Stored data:

**********

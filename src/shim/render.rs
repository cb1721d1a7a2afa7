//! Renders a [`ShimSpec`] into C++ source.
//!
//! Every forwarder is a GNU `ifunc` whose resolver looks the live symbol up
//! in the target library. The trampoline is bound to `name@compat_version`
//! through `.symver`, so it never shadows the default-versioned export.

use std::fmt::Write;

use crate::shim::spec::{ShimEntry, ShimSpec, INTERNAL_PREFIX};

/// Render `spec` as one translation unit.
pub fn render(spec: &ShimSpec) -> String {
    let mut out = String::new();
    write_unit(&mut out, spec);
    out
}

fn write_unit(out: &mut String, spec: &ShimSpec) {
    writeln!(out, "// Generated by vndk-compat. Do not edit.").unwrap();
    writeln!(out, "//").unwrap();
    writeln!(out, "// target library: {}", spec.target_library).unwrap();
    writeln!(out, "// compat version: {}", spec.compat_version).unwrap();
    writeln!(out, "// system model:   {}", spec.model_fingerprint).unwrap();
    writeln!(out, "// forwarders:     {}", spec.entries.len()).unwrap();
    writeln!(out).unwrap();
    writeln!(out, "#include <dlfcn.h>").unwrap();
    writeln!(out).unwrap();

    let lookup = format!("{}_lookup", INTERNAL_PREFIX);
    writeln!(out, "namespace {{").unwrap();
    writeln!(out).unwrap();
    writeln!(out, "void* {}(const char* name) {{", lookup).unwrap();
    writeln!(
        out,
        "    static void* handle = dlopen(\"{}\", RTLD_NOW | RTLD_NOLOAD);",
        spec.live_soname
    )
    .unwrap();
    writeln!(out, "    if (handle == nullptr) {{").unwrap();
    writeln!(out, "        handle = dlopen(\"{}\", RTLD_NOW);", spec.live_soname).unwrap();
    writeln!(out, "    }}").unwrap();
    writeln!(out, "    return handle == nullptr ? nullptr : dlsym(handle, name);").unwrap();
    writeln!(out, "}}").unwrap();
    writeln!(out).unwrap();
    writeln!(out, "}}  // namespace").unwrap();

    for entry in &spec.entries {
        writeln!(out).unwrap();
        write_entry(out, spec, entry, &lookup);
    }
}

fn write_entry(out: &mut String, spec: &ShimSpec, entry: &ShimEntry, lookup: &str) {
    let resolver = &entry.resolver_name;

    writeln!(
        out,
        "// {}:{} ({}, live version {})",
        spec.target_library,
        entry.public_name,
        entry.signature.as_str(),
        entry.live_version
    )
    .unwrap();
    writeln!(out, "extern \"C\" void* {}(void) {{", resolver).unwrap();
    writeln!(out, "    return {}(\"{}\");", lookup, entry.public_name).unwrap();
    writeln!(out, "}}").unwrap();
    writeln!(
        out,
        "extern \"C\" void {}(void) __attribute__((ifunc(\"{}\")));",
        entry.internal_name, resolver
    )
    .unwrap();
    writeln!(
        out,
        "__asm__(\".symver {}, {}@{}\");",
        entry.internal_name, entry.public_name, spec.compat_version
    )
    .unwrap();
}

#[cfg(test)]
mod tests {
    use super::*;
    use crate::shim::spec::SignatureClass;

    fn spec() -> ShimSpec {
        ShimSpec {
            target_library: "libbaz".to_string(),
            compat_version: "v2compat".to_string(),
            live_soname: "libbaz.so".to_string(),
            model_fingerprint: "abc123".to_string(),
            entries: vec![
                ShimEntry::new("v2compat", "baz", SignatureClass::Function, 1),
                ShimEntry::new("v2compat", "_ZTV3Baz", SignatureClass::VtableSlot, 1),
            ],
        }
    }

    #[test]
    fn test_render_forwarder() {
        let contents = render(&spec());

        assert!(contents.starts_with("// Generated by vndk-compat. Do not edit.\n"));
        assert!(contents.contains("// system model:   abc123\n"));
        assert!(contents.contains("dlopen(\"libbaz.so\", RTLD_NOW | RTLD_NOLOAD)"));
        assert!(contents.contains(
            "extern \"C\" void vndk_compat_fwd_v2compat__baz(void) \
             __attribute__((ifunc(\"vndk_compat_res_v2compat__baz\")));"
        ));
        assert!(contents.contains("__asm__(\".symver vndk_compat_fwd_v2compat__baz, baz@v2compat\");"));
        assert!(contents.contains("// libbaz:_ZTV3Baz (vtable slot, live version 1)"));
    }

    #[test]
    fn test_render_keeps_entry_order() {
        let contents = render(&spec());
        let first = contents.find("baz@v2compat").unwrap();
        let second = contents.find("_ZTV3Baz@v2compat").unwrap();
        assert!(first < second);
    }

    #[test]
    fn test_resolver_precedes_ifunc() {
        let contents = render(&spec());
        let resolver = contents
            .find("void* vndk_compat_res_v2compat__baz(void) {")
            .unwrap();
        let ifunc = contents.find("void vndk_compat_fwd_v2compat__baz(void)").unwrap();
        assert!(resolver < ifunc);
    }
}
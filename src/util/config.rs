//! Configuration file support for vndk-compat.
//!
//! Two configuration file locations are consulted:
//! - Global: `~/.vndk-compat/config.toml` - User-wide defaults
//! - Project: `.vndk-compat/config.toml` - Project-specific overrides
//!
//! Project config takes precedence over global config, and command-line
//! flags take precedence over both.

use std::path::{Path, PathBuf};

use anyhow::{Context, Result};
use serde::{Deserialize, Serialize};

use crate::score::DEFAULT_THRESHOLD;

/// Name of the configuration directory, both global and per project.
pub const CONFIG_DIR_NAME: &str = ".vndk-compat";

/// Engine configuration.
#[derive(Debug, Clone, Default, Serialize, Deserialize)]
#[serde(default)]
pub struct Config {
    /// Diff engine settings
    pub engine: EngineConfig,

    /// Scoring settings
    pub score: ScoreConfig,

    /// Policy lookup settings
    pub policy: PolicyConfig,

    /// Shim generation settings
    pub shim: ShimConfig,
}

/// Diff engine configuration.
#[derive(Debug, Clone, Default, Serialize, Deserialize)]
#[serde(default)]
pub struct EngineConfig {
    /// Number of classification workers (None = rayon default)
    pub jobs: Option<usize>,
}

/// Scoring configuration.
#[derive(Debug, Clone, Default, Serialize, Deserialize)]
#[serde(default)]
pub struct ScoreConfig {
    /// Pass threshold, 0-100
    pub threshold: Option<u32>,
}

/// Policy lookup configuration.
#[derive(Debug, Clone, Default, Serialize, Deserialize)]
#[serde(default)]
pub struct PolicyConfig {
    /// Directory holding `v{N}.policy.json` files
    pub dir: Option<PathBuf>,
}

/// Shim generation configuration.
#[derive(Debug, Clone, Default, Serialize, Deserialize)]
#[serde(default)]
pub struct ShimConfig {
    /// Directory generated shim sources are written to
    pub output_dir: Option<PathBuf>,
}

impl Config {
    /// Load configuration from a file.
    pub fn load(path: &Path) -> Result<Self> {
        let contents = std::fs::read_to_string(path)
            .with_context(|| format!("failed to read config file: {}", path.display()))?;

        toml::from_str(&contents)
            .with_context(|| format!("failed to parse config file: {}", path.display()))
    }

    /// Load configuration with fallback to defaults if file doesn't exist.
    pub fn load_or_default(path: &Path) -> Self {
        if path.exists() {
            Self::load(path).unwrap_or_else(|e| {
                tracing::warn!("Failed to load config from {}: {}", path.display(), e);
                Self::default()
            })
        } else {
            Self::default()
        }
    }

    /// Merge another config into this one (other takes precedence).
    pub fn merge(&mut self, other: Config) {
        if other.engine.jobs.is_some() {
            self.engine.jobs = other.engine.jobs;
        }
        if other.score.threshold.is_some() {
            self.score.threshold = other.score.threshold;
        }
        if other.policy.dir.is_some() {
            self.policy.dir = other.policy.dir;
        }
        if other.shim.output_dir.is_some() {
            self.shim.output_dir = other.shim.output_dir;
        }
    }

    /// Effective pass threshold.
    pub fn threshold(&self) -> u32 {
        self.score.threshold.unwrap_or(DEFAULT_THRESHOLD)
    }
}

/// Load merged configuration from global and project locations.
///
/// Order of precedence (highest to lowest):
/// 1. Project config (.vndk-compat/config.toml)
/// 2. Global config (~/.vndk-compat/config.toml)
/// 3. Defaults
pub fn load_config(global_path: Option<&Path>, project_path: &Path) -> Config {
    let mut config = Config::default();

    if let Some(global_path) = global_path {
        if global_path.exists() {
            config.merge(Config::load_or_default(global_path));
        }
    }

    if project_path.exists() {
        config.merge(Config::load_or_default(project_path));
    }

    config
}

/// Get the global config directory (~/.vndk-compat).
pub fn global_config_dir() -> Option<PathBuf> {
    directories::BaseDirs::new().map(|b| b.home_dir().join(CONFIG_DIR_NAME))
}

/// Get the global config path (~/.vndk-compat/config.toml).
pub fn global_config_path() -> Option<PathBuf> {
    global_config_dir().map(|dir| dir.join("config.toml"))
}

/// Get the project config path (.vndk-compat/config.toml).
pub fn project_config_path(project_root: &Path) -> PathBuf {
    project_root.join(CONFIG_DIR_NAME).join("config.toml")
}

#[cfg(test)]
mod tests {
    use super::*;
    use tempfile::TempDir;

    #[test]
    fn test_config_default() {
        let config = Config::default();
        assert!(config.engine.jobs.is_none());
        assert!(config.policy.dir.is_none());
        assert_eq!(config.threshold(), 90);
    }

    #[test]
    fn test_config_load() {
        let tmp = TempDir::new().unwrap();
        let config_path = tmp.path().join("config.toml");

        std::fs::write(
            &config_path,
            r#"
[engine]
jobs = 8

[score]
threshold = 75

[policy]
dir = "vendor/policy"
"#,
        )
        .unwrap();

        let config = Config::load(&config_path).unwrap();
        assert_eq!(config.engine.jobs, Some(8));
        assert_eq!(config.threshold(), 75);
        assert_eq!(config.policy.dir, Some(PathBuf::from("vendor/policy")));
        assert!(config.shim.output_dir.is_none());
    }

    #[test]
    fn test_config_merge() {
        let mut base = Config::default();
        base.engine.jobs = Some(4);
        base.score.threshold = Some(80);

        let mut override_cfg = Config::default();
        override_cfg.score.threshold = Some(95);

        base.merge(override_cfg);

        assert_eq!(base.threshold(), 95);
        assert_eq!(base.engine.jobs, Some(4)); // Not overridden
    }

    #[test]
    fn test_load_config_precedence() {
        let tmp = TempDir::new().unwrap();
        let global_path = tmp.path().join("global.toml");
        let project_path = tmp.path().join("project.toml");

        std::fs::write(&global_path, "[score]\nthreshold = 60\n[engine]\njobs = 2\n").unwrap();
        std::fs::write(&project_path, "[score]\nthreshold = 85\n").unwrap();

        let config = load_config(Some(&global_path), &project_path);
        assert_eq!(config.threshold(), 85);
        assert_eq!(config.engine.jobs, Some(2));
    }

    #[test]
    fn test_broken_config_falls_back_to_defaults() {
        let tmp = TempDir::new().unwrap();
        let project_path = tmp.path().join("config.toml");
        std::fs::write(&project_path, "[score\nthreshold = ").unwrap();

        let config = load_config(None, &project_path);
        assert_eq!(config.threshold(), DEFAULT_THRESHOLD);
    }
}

**********

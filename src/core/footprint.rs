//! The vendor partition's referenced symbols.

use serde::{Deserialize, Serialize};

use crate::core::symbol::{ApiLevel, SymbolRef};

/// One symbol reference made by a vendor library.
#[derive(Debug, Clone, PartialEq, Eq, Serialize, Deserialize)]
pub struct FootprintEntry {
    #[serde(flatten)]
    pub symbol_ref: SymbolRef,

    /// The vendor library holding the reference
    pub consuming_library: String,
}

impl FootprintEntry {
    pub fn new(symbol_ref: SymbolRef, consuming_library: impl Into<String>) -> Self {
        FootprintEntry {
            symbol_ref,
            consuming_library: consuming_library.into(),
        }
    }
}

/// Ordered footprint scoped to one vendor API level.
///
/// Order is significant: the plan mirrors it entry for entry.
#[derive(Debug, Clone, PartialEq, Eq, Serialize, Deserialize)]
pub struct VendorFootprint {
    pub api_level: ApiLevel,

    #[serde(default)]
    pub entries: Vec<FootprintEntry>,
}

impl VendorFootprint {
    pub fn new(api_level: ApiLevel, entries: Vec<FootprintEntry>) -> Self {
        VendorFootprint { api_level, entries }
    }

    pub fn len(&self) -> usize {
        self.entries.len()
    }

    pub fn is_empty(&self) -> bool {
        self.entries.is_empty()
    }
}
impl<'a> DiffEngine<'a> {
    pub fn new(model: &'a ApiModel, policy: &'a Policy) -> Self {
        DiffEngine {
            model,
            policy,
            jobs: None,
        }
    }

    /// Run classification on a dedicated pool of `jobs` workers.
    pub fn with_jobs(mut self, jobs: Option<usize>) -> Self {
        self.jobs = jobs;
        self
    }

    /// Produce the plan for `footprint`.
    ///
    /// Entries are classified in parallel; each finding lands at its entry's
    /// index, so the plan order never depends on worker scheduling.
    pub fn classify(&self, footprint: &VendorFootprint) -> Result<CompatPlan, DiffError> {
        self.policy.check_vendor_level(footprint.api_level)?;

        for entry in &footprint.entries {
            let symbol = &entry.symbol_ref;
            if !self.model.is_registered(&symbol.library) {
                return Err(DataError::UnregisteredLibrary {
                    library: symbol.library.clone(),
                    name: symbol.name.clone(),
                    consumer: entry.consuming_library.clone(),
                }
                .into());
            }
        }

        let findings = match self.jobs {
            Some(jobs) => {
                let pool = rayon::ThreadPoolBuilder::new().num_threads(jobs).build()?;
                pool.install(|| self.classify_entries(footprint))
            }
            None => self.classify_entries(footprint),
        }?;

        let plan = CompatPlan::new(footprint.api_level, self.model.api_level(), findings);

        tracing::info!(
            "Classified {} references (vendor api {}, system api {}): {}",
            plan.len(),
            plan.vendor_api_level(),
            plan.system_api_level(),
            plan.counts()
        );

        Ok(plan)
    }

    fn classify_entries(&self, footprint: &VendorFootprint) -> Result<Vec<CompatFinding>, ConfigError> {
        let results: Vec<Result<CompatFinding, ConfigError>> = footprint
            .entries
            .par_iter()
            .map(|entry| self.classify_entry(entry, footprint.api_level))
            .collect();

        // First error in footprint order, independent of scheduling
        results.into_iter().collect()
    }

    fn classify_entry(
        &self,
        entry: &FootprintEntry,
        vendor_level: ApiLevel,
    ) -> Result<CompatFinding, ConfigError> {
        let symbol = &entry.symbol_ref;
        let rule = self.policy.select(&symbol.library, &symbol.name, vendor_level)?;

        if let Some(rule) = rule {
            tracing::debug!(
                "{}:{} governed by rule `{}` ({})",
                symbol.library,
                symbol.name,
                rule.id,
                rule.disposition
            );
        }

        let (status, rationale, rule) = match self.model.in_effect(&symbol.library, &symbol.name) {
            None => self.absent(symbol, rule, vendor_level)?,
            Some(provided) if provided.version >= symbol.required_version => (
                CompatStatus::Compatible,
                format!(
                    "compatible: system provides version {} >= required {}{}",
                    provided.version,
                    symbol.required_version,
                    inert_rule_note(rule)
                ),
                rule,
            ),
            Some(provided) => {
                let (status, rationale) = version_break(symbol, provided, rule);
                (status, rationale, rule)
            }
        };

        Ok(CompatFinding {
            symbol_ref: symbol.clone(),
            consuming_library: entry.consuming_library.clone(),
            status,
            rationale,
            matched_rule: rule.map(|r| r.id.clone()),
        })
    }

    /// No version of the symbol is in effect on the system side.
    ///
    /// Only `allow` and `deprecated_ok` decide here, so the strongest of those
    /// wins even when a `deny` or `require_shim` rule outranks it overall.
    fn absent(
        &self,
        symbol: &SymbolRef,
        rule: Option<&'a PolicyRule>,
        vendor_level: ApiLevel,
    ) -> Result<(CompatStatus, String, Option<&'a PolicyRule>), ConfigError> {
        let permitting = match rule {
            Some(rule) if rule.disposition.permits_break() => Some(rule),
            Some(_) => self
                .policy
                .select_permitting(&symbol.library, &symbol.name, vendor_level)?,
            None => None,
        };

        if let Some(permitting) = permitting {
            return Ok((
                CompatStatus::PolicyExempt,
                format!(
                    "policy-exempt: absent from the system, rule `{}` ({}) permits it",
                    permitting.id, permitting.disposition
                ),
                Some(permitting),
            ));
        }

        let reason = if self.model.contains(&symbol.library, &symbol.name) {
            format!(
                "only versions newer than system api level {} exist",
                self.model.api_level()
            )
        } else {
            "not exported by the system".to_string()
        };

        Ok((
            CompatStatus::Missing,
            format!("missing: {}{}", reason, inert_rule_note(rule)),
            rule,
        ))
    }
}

**********

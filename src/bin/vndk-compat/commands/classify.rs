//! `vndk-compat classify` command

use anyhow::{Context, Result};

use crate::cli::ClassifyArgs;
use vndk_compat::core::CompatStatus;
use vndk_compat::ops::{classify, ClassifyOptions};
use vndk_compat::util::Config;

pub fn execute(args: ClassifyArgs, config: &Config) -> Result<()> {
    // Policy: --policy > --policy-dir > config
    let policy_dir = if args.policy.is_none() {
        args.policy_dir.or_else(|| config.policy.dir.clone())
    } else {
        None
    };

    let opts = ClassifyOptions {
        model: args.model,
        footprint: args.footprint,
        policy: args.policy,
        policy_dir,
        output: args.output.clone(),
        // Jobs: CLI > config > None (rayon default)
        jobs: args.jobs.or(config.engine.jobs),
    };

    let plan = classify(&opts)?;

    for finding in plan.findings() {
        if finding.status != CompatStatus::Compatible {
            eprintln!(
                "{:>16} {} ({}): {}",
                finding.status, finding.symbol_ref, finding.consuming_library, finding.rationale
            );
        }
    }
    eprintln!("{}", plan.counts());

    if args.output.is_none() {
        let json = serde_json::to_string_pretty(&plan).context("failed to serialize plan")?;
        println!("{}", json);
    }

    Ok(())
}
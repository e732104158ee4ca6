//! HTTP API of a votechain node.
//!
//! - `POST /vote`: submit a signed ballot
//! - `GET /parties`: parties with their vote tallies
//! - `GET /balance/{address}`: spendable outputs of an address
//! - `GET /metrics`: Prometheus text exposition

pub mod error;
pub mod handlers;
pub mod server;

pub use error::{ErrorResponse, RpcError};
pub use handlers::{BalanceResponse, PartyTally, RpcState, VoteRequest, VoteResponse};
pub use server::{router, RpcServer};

**********

[Assigned task]: Among the lines above, return those that contain the string "struct".

[Answer to this task]:
pub struct Config {
pub struct EngineConfig {
pub struct ScoreConfig {
pub struct PolicyConfig {
pub struct ShimConfig {
pub struct FootprintEntry {
pub struct VendorFootprint {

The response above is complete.